November/December 2021Vol. XXXIV No. 2

Avoiding Corporate Conflict of Interest Among MIT Leadership

Robert Berwick, Jonathan A. King, Ceasar McDowell, Ruth Perry, Robert P. Redwine

After initially resisting such calls, Boston’s Dana Farber Cancer Institute recently enacted strict new rules to avoid conflicts of interest in which Board of Trustees members might profit from investments related to the hospital’s research and technology programs (Boston Globe, November 13, 2021, page 1). Boston Children’s Hospital, New York’s Memorial Sloan Kettering Cancer Center, and Cedars-Sinai Medical Center in Los Angeles are other medical institutions that are trying to limit Trustees or Board members profiting from biotech startups tied to hospital programs. Earlier Boston Globe articles (Boston Globe, October 10, 2021, page 1) describe some of the potential problems from arrangements in which there are such conflicts of interest. For example, potential conflicts of interest might include whether a Trustee’s financial interests in hospital spinoffs could influence the governance of a hospital, including its research priorities and the way it conducts clinical trials.
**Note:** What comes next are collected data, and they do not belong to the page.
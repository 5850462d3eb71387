use std::sync::Arc;

use actix_cors::Cors;
use actix_web::http::header;
use actix_web::{middleware::Logger, web, App, HttpServer};
use dotenv::dotenv;
use log::info;

mod api;
mod config;
mod errors;
mod messages;
mod models;
mod services;

use services::{network_config::NetworkRegistry, wallet_state_service::WalletStateStore};

#[actix_web::main]
async fn main() -> std::io::Result<()> {
    dotenv().ok();
    env_logger::init();

    let config = config::Config::from_env()
        .map_err(|e| std::io::Error::new(std::io::ErrorKind::InvalidInput, e.to_string()))?;

    let store = Arc::new(WalletStateStore::with_currency(&config.default_currency));
    let registry = NetworkRegistry::new(&config.buy_allowed_chain_ids);
    let state = web::Data::new(api::AppState::new(store, registry));
    let origins = config.cors_origins.clone();

    info!("token list service listening on {}:{}", config.host, config.port);

    HttpServer::new(move || {
        let cors = origins
            .iter()
            .fold(Cors::default(), |cors, origin| cors.allowed_origin(origin))
            .allowed_methods(vec!["GET", "POST", "PUT"])
            .allowed_headers(vec![
                header::CONTENT_TYPE,
                header::AUTHORIZATION,
                header::ACCEPT,
            ])
            .supports_credentials();
        App::new()
            .app_data(state.clone())
            .configure(api::config)
            .wrap(cors)
            .wrap(Logger::default())
    })
    .bind((config.host.as_str(), config.port))?
    .run()
    .await
}
use std::collections::HashMap;

use serde::{Deserialize, Serialize};

use super::{asset::Asset, price_context::DisplaySettings};

/// Upstream wallet state as the controllers last reported it.
#[derive(Debug, Clone, Default, Serialize, Deserialize)]
pub struct WalletState {
    pub tokens: Vec<Asset>,
    pub ignored_tokens: Vec<String>,
    pub conversion_rate: f64,
    pub current_currency: String,
    /// address => balance in minimal units, as a decimal string
    pub token_balances: HashMap<String, String>,
    /// address => price of one token in native units
    pub token_exchange_rates: HashMap<String, f64>,
    pub token_logos: HashMap<String, String>,
    pub settings: DisplaySettings,
}

/// Partial update pushed by upstream controllers. Absent fields are left alone.
#[derive(Debug, Clone, Default, Deserialize)]
pub struct WalletStateUpdate {
    pub tokens: Option<Vec<Asset>>,
    pub conversion_rate: Option<f64>,
    pub current_currency: Option<String>,
    pub token_balances: Option<HashMap<String, String>>,
    pub token_exchange_rates: Option<HashMap<String, f64>>,
    pub token_logos: Option<HashMap<String, String>>,
    pub settings: Option<DisplaySettings>,
}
Though the situation is not strictly equivalent, – is it appropriate for MIT’s leaders – President, Provost, VPs, Deans – to be serving on Boards of Corporations whose business success depends on the direction of science and technology policy?

Was it appropriate for President Reif to draw substantial income (reportedly $294,192 in 2020: from his seat on the Board of Schlumberger, a global energy giant? Clearly, given the President’s influence on campus decisions – such as whether or not to divest fossil fuels from the MIT investment portfolio – there should not have been the possibility of a conflict of interest, nor the appearance of such a conflict. President Reif no longer sits on that Board, perhaps reflecting his awareness of the potential conflict.

In light of the previous controversies surrounding gifts from Jeffrey Epstein, Mohammed Bin Salman, Stephen Schwarzman and others, MIT formed two major committees, the Ad Hoc Committee to Review MIT Gift Processes, and the Ad Hoc Faculty Committee on Guidelines for Outside Engagements. Though the focus was more on gifts and grants, certainly the receipt of hundreds of thousands of dollars from sitting on a Corporate Board would fall under concerns named by these Committees. We suspect that such conflicts would raise the “yellow light” warning, for example, with respect to a number of the listed criteria: “12. Could this gift or engagement impede our ability to best serve the nation and the world?” and “13. Could this gift or engagement have the effect of committing MIT to promote a specific dogma or political agenda, in a way that is inconsistent with maintaining our academic integrity?”  We hope both Ad Hoc Committees will address the concerns raised in this editorial.